DATASET CONTENT –
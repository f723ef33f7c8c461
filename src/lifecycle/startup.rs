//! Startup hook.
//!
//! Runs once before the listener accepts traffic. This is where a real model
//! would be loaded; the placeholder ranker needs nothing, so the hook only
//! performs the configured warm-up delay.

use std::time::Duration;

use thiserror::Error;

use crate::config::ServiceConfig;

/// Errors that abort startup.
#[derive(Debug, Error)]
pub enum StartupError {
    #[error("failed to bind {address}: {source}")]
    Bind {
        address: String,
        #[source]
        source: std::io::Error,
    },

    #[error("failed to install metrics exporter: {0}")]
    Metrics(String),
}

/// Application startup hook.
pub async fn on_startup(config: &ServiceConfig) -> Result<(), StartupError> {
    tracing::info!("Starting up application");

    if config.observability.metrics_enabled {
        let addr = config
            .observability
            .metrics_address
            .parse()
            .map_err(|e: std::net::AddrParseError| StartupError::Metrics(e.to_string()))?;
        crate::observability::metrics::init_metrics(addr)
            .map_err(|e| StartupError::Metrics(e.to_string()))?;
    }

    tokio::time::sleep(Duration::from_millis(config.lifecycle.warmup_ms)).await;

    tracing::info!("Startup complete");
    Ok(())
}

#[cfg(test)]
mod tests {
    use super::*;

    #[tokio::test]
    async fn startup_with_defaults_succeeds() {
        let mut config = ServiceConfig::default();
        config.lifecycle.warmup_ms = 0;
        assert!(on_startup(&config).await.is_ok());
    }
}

...

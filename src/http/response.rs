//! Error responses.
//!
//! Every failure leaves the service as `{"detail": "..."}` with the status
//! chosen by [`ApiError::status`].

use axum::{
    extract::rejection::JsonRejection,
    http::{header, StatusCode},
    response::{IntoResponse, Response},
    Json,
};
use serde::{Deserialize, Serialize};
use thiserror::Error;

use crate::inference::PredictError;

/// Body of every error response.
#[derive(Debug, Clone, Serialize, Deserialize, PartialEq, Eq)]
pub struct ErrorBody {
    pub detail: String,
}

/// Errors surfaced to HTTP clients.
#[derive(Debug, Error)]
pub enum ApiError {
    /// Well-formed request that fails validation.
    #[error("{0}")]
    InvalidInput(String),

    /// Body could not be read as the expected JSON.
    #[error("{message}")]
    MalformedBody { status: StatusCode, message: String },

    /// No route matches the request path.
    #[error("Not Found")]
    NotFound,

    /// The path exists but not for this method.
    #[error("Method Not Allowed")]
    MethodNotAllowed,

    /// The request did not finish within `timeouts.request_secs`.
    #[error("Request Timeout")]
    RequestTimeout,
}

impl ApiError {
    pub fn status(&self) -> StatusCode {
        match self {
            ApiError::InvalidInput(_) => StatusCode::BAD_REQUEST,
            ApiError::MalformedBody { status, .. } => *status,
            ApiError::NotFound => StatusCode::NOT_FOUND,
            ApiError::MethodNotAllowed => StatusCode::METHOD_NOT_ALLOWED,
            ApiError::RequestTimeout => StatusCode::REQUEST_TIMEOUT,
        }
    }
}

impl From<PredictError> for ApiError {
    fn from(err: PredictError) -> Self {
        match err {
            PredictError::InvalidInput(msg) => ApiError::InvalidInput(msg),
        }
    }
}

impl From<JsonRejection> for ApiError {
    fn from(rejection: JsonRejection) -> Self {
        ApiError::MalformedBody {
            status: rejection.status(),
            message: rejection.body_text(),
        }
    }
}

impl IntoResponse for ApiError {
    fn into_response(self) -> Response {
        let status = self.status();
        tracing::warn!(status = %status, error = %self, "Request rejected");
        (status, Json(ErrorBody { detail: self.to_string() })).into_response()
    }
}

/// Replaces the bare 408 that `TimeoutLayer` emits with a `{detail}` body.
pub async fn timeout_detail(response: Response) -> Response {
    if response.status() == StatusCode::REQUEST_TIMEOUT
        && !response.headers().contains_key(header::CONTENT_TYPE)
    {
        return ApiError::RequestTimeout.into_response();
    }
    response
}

---

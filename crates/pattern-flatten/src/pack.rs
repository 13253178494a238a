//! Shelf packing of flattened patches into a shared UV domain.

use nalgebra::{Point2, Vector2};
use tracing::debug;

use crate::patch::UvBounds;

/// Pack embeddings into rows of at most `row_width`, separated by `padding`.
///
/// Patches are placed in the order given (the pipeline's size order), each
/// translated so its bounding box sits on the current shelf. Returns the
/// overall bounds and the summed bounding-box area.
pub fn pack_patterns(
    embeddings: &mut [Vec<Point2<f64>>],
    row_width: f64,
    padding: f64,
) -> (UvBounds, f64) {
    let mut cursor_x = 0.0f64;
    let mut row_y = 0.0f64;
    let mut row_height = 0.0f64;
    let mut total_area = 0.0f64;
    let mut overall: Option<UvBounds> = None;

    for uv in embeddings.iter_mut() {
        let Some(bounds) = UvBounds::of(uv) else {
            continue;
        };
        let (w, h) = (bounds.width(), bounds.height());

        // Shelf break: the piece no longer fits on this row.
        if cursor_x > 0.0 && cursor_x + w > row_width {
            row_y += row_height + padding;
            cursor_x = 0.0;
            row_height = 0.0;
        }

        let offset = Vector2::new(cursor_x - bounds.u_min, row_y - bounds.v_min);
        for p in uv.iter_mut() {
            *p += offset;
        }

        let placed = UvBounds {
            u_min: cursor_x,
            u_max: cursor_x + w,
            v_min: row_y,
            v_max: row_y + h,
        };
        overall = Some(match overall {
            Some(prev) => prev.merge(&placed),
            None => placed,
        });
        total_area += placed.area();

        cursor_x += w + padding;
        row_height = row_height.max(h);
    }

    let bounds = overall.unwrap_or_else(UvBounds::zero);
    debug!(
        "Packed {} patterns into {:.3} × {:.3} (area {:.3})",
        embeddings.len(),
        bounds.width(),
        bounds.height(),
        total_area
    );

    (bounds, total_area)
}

EXERCISE BRIEF – Each line in the data where the string "impl" occurs should be identified and copied.

RESPONSE TO THE EXERCISE –
impl ApiError {
impl From<PredictError> for ApiError {
impl From<JsonRejection> for ApiError {
impl IntoResponse for ApiError {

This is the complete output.